There are a few things here:

  1. The doc type is xhtml.  If you open this up in Firebug or in HTML Tidy from your Firefox browser (get it if you haven't already done so), they'll both tell you this is a full on dynamic HTML page.
  2. The javascript_include_tag is embedded Ruby that ensures your pages include the standard JS files that come with RoR 2.1
  3. The style_sheet_link_tag points off to the public/stylesheets location where you put your CSS.
  4. The example img tag points off to the public/images location, yet doesn't need the public in the actual definition
  5. The <%= yield -%> marker tells RoR to put the content of your views you may have defined or will be defining (under  app/views/<controller_name> within the standard RoR structure) .

Now go restart your rails, and have a look at your views now, and bask in the fact that they'll be using your styles and common layout now.

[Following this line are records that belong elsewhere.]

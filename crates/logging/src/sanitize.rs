use std::collections::hash_map::DefaultHasher;
use std::hash::{Hash, Hasher};
use std::path::Path;

use super::MAX_STRING_LEN;

fn short_hash(value: &str) -> String {
    let mut hasher = DefaultHasher::new();
    value.hash(&mut hasher);
    format!("{:x}", hasher.finish())
}

fn truncate_text(value: &str, max_len: usize) -> String {
    if value.len() <= max_len {
        return value.to_string();
    }

    let mut truncated = String::new();
    for ch in value.chars() {
        if truncated.len() + ch.len_utf8() > max_len {
            break;
        }
        truncated.push(ch);
    }

    format!("{truncated}...(truncated,len={})", value.len())
}

pub(crate) fn normalize_level(value: &str) -> Option<&'static str> {
    match value.trim().to_ascii_lowercase().as_str() {
        "trace" => Some("trace"),
        "debug" => Some("debug"),
        "info" => Some("info"),
        "warn" => Some("warn"),
        "error" => Some("error"),
        _ => None,
    }
}

fn looks_like_path(value: &str) -> bool {
    if value.starts_with("file://") || value.starts_with("~/") || value.starts_with('/') {
        return true;
    }

    value.contains(":\\") || value.contains('\\') || value.matches('/').count() >= 2
}

/// Keeps the file name and replaces the directory part with a short hash.
pub fn sanitize_path(value: impl AsRef<Path>) -> String {
    let path = value.as_ref();
    let raw = path.to_string_lossy();
    let file_name = path
        .file_name()
        .and_then(|name| name.to_str())
        .filter(|name| !name.is_empty())
        .unwrap_or("unknown");

    format!("[path:{} dir_hash={}]", file_name, short_hash(raw.trim()))
}

pub fn sanitize_for_log(value: &str) -> String {
    let normalized = value.trim();
    if normalized.is_empty() {
        return String::new();
    }

    if looks_like_path(normalized) {
        return sanitize_path(normalized);
    }

    truncate_text(normalized, MAX_STRING_LEN)
}
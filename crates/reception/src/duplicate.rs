use std::path::Path;
use std::sync::Arc;

use pkgrecv_logging::{sanitize_for_log, sanitize_path};

use crate::catalog::Catalog;
use crate::models::CatalogEntry;

#[derive(Debug, Clone, PartialEq, Eq)]
pub enum DuplicateLookup {
    NotFound,
    /// A catalog entry whose file is still on disk.
    Found(CatalogEntry),
    /// The catalog knows the transfer but its file is gone.
    Stale(CatalogEntry),
}

impl DuplicateLookup {
    pub fn existing_path(&self) -> Option<&str> {
        match self {
            Self::Found(entry) => Some(entry.file_path.as_str()),
            _ => None,
        }
    }

    pub fn is_found(&self) -> bool {
        matches!(self, Self::Found(_))
    }
}

/// Pre-check against the catalog so an already saved package is not
/// received twice. Holds no state of its own.
#[derive(Clone)]
pub struct DuplicateRegistry {
    catalog: Arc<dyn Catalog>,
}

impl DuplicateRegistry {
    pub fn new(catalog: Arc<dyn Catalog>) -> Self {
        Self { catalog }
    }

    /// Looks up `(label, hash)`. An empty hash never matches. Catalog errors
    /// and catalog/disk divergence degrade to "not found" after logging.
    pub fn lookup(&self, label: &str, hash: &str) -> DuplicateLookup {
        if hash.trim().is_empty() {
            return DuplicateLookup::NotFound;
        }

        let entry = match self.catalog.find_by_label_and_hash(label, hash) {
            Ok(Some(entry)) => entry,
            Ok(None) => return DuplicateLookup::NotFound,
            Err(error) => {
                tracing::warn!(
                    event = "duplicate_lookup_failed",
                    label = %sanitize_for_log(label),
                    error_code = error.code.as_str(),
                    error_detail = %error,
                );
                return DuplicateLookup::NotFound;
            }
        };

        let path = Path::new(entry.file_path.as_str());
        if path.is_file() {
            tracing::info!(
                event = "duplicate_transfer_detected",
                label = %sanitize_for_log(label),
                path = %sanitize_path(path),
            );
            return DuplicateLookup::Found(entry);
        }

        tracing::warn!(
            event = "catalog_divergence",
            label = %sanitize_for_log(label),
            path = %sanitize_path(path),
        );
        DuplicateLookup::Stale(entry)
    }
}

#[cfg(test)]
#[path = "../tests/reception/duplicate_tests.rs"]
mod tests;
//! HTTP plumbing shared by the catalog client and downloads.

mod client;
mod retry;

pub use client::{HttpClient, HttpError};
pub use retry::{RetryPolicy, is_retryable, with_retry};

Note: If you are puzzling over what app/views/controller_name means and aren't sure what the names of RoR files should be to express, say controllers, views, models, and how they relate to your RoR file naming conventions and URLs, go look at http://peepcode.com/products/rails-from-scratch-part-i for a particularly good introduction.

1 comment:

Jim B said...

There is a minor bug in the template here.

Prefix the path to the image with a "/", so instead of "images/author.png" it actually needs to be "/images/author.png".

If you don't you'll see that other views associated with actions will not resolve the path to the image, unlike an index.html.erb, which wierdly will.